### Instructions to follow
Scan the listing below. Copy each line that contains "update".

### Input for this task
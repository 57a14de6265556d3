use argon2::{
    password_hash::{rand_core::OsRng, PasswordHash, PasswordHasher, PasswordVerifier, SaltString},
    Argon2,
};

use crate::error::AuthError;

/// Bcrypt cost factor for client secrets.
pub const BCRYPT_COST: u32 = 12;

/// Bcrypt only considers the first 72 bytes of its input.
const BCRYPT_MAX_BYTES: usize = 72;

/// Hash a user password with Argon2id.
pub fn hash_password(password: &str) -> Result<String, AuthError> {
    let salt = SaltString::generate(&mut OsRng);

    Argon2::default()
        .hash_password(password.as_bytes(), &salt)
        .map(|hash| hash.to_string())
        .map_err(|e| AuthError::InternalError(anyhow::anyhow!("Password hashing failed: {}", e)))
}

/// Verify a user password against a stored PHC-format hash.
pub fn verify_password(password: &str, hash: &str) -> Result<bool, AuthError> {
    let parsed_hash = PasswordHash::new(hash).map_err(|e| {
        AuthError::InternalError(anyhow::anyhow!("Invalid password hash format: {}", e))
    })?;

    Ok(Argon2::default()
        .verify_password(password.as_bytes(), &parsed_hash)
        .is_ok())
}

/// Hash a client secret with bcrypt.
///
/// Truncation to 72 bytes is applied here and in [`verify_secret`] so both
/// paths agree on the bytes that participate in the hash.
pub fn hash_secret(secret: &str) -> Result<String, AuthError> {
    bcrypt::hash(truncate_for_bcrypt(secret), BCRYPT_COST)
        .map_err(|e| AuthError::InternalError(anyhow::anyhow!("Secret hashing failed: {}", e)))
}

/// Verify a client secret against a stored bcrypt hash.
pub fn verify_secret(secret: &str, hash: &str) -> Result<bool, AuthError> {
    bcrypt::verify(truncate_for_bcrypt(secret), hash)
        .map_err(|e| AuthError::InternalError(anyhow::anyhow!("Secret verification failed: {}", e)))
}

fn truncate_for_bcrypt(secret: &str) -> &[u8] {
    let bytes = secret.as_bytes();
    &bytes[..bytes.len().min(BCRYPT_MAX_BYTES)]
}

#[cfg(test)]
mod tests {
    use super::*;
    use proptest::prelude::*;

    #[test]
    fn hash_password_produces_phc_string() {
        let hash = hash_password("secure_password123").unwrap();

        assert!(hash.starts_with("$argon2"));
        assert_ne!(hash, "secure_password123");
    }

    #[test]
    fn verify_password_round_trip() {
        let hash = hash_password("correct horse battery staple").unwrap();

        assert!(verify_password("correct horse battery staple", &hash).unwrap());
        assert!(!verify_password("incorrect horse", &hash).unwrap());
    }

    #[test]
    fn same_password_hashes_differently() {
        let hash1 = hash_password("same_password").unwrap();
        let hash2 = hash_password("same_password").unwrap();

        assert_ne!(hash1, hash2);
        assert!(verify_password("same_password", &hash1).unwrap());
        assert!(verify_password("same_password", &hash2).unwrap());
    }

    #[test]
    fn verify_password_rejects_malformed_hash() {
        assert!(verify_password("anything", "not_a_valid_hash").is_err());
    }

    #[test]
    fn kilobyte_unicode_password_round_trips() {
        let password = "pässwörd-𝛼β🎯-".repeat(48);
        assert!(password.len() >= 1024);

        let hash = hash_password(&password).unwrap();
        assert!(verify_password(&password, &hash).unwrap());
    }

    proptest! {
        #![proptest_config(ProptestConfig::with_cases(8))]

        #[test]
        fn printable_passwords_round_trip(password in "\\PC{0,64}") {
            let hash = hash_password(&password).unwrap();
            prop_assert!(verify_password(&password, &hash).unwrap());
        }
    }

    #[test]
    fn verify_secret_round_trip() {
        let hash = hash_secret("client-secret-value").unwrap();

        assert!(verify_secret("client-secret-value", &hash).unwrap());
        assert!(!verify_secret("wrong-secret", &hash).unwrap());
    }

    #[test]
    fn bcrypt_hash_has_requested_cost() {
        let hash = hash_secret("secret").unwrap();
        assert!(hash.starts_with("$2"));
        assert!(hash.contains("$12$"));
    }

    #[test]
    fn long_secrets_truncate_identically_on_both_paths() {
        // 100 bytes: only the first 72 participate in the hash.
        let long = "a".repeat(100);
        let truncated = "a".repeat(72);

        let hash = hash_secret(&long).unwrap();
        assert!(verify_secret(&long, &hash).unwrap());
        assert!(verify_secret(&truncated, &hash).unwrap());

        // Divergence after byte 72 is invisible to verification.
        let diverging = format!("{}{}", "a".repeat(72), "b".repeat(28));
        assert!(verify_secret(&diverging, &hash).unwrap());
    }

    #[test]
    fn secrets_differing_within_limit_do_not_verify() {
        let hash = hash_secret(&"a".repeat(72)).unwrap();
        let other = format!("b{}", "a".repeat(71));

        assert!(!verify_secret(&other, &hash).unwrap());
    }
}
//! HashMap-backed repository implementations.
//!
//! These back the service-level tests and small deployments that do not
//! need durable storage. Behavior mirrors the Postgres adapters, including
//! the conditional claim semantics of `mark_as_used` and `revoke`.

use std::collections::HashMap;
use std::sync::RwLock;

use async_trait::async_trait;
use chrono::Utc;
use uuid::Uuid;

use super::{
    AuthorizationCodeRepository, ClientRepository, RepositoryError, TokenRepository, UserRepository,
};
use crate::models::{AuthorizationCode, Client, Token, User};

#[derive(Default)]
pub struct InMemoryUserRepository {
    users: RwLock<HashMap<Uuid, User>>,
}

impl InMemoryUserRepository {
    pub fn new() -> Self {
        Self::default()
    }
}

#[async_trait]
impl UserRepository for InMemoryUserRepository {
    async fn create(&self, user: User) -> Result<User, RepositoryError> {
        let mut users = self.users.write().unwrap();
        if users
            .values()
            .any(|u| u.username == user.username || u.email == user.email)
        {
            return Err(RepositoryError::Conflict(
                "username or email already exists".to_string(),
            ));
        }
        users.insert(user.id, user.clone());
        Ok(user)
    }

    async fn get_by_id(&self, id: Uuid) -> Result<Option<User>, RepositoryError> {
        Ok(self.users.read().unwrap().get(&id).cloned())
    }

    async fn get_by_username(&self, username: &str) -> Result<Option<User>, RepositoryError> {
        Ok(self
            .users
            .read()
            .unwrap()
            .values()
            .find(|u| u.username == username)
            .cloned())
    }

    async fn get_by_email(&self, email: &str) -> Result<Option<User>, RepositoryError> {
        Ok(self
            .users
            .read()
            .unwrap()
            .values()
            .find(|u| u.email == email)
            .cloned())
    }

    async fn update(&self, user: User) -> Result<User, RepositoryError> {
        let mut users = self.users.write().unwrap();
        if !users.contains_key(&user.id) {
            return Err(RepositoryError::Database(format!(
                "user {} not found",
                user.id
            )));
        }
        users.insert(user.id, user.clone());
        Ok(user)
    }

    async fn delete(&self, id: Uuid) -> Result<bool, RepositoryError> {
        Ok(self.users.write().unwrap().remove(&id).is_some())
    }
}

#[derive(Default)]
pub struct InMemoryClientRepository {
    clients: RwLock<HashMap<Uuid, Client>>,
}

impl InMemoryClientRepository {
    pub fn new() -> Self {
        Self::default()
    }
}

#[async_trait]
impl ClientRepository for InMemoryClientRepository {
    async fn create(&self, client: Client) -> Result<Client, RepositoryError> {
        self.clients
            .write()
            .unwrap()
            .insert(client.id, client.clone());
        Ok(client)
    }

    async fn get_by_id(&self, id: Uuid) -> Result<Option<Client>, RepositoryError> {
        Ok(self.clients.read().unwrap().get(&id).cloned())
    }

    async fn update(&self, client: Client) -> Result<Client, RepositoryError> {
        let mut clients = self.clients.write().unwrap();
        if !clients.contains_key(&client.id) {
            return Err(RepositoryError::Database(format!(
                "client {} not found",
                client.id
            )));
        }
        clients.insert(client.id, client.clone());
        Ok(client)
    }

    async fn delete(&self, id: Uuid) -> Result<bool, RepositoryError> {
        Ok(self.clients.write().unwrap().remove(&id).is_some())
    }
}

#[derive(Default)]
pub struct InMemoryTokenRepository {
    tokens: RwLock<HashMap<Uuid, Token>>,
}

impl InMemoryTokenRepository {
    pub fn new() -> Self {
        Self::default()
    }

    pub fn len(&self) -> usize {
        self.tokens.read().unwrap().len()
    }

    pub fn is_empty(&self) -> bool {
        self.len() == 0
    }
}

#[async_trait]
impl TokenRepository for InMemoryTokenRepository {
    async fn create(&self, token: Token) -> Result<Token, RepositoryError> {
        let mut tokens = self.tokens.write().unwrap();
        let duplicate = tokens.values().any(|t| {
            t.access_token == token.access_token
                || (token.refresh_token.is_some() && t.refresh_token == token.refresh_token)
        });
        if duplicate {
            return Err(RepositoryError::Conflict("token already exists".to_string()));
        }
        tokens.insert(token.id, token.clone());
        Ok(token)
    }

    async fn get_by_access_token(
        &self,
        access_token: &str,
    ) -> Result<Option<Token>, RepositoryError> {
        Ok(self
            .tokens
            .read()
            .unwrap()
            .values()
            .find(|t| t.access_token == access_token)
            .cloned())
    }

    async fn get_by_refresh_token(
        &self,
        refresh_token: &str,
    ) -> Result<Option<Token>, RepositoryError> {
        Ok(self
            .tokens
            .read()
            .unwrap()
            .values()
            .find(|t| t.refresh_token.as_deref() == Some(refresh_token))
            .cloned())
    }

    async fn revoke(&self, id: Uuid) -> Result<bool, RepositoryError> {
        Ok(self.tokens.write().unwrap().remove(&id).is_some())
    }

    async fn delete_expired(&self) -> Result<u64, RepositoryError> {
        let now = Utc::now();
        let mut tokens = self.tokens.write().unwrap();
        let before = tokens.len();
        tokens.retain(|_, t| t.expires_at >= now);
        Ok((before - tokens.len()) as u64)
    }
}

#[derive(Default)]
pub struct InMemoryAuthorizationCodeRepository {
    codes: RwLock<HashMap<Uuid, AuthorizationCode>>,
}

impl InMemoryAuthorizationCodeRepository {
    pub fn new() -> Self {
        Self::default()
    }
}

#[async_trait]
impl AuthorizationCodeRepository for InMemoryAuthorizationCodeRepository {
    async fn create(&self, code: AuthorizationCode) -> Result<AuthorizationCode, RepositoryError> {
        self.codes.write().unwrap().insert(code.id, code.clone());
        Ok(code)
    }

    async fn get_by_code(&self, code: &str) -> Result<Option<AuthorizationCode>, RepositoryError> {
        Ok(self
            .codes
            .read()
            .unwrap()
            .values()
            .find(|c| c.code == code)
            .cloned())
    }

    async fn mark_as_used(&self, id: Uuid) -> Result<bool, RepositoryError> {
        let mut codes = self.codes.write().unwrap();
        match codes.get_mut(&id) {
            Some(code) if !code.is_used => {
                code.is_used = true;
                Ok(true)
            }
            _ => Ok(false),
        }
    }

    async fn delete(&self, id: Uuid) -> Result<bool, RepositoryError> {
        Ok(self.codes.write().unwrap().remove(&id).is_some())
    }

    async fn cleanup_expired(&self) -> Result<u64, RepositoryError> {
        let now = Utc::now();
        let mut codes = self.codes.write().unwrap();
        let before = codes.len();
        codes.retain(|_, c| c.expires_at >= now);
        Ok((before - codes.len()) as u64)
    }
}
pub mod authorization_code;
pub mod client;
pub mod token;
pub mod user;

pub use authorization_code::*;
pub use client::*;
pub use token::*;
pub use user::*;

### Result for this exercise
    async fn update(&self, user: User) -> Result<User, RepositoryError> {
    async fn update(&self, client: Client) -> Result<Client, RepositoryError> {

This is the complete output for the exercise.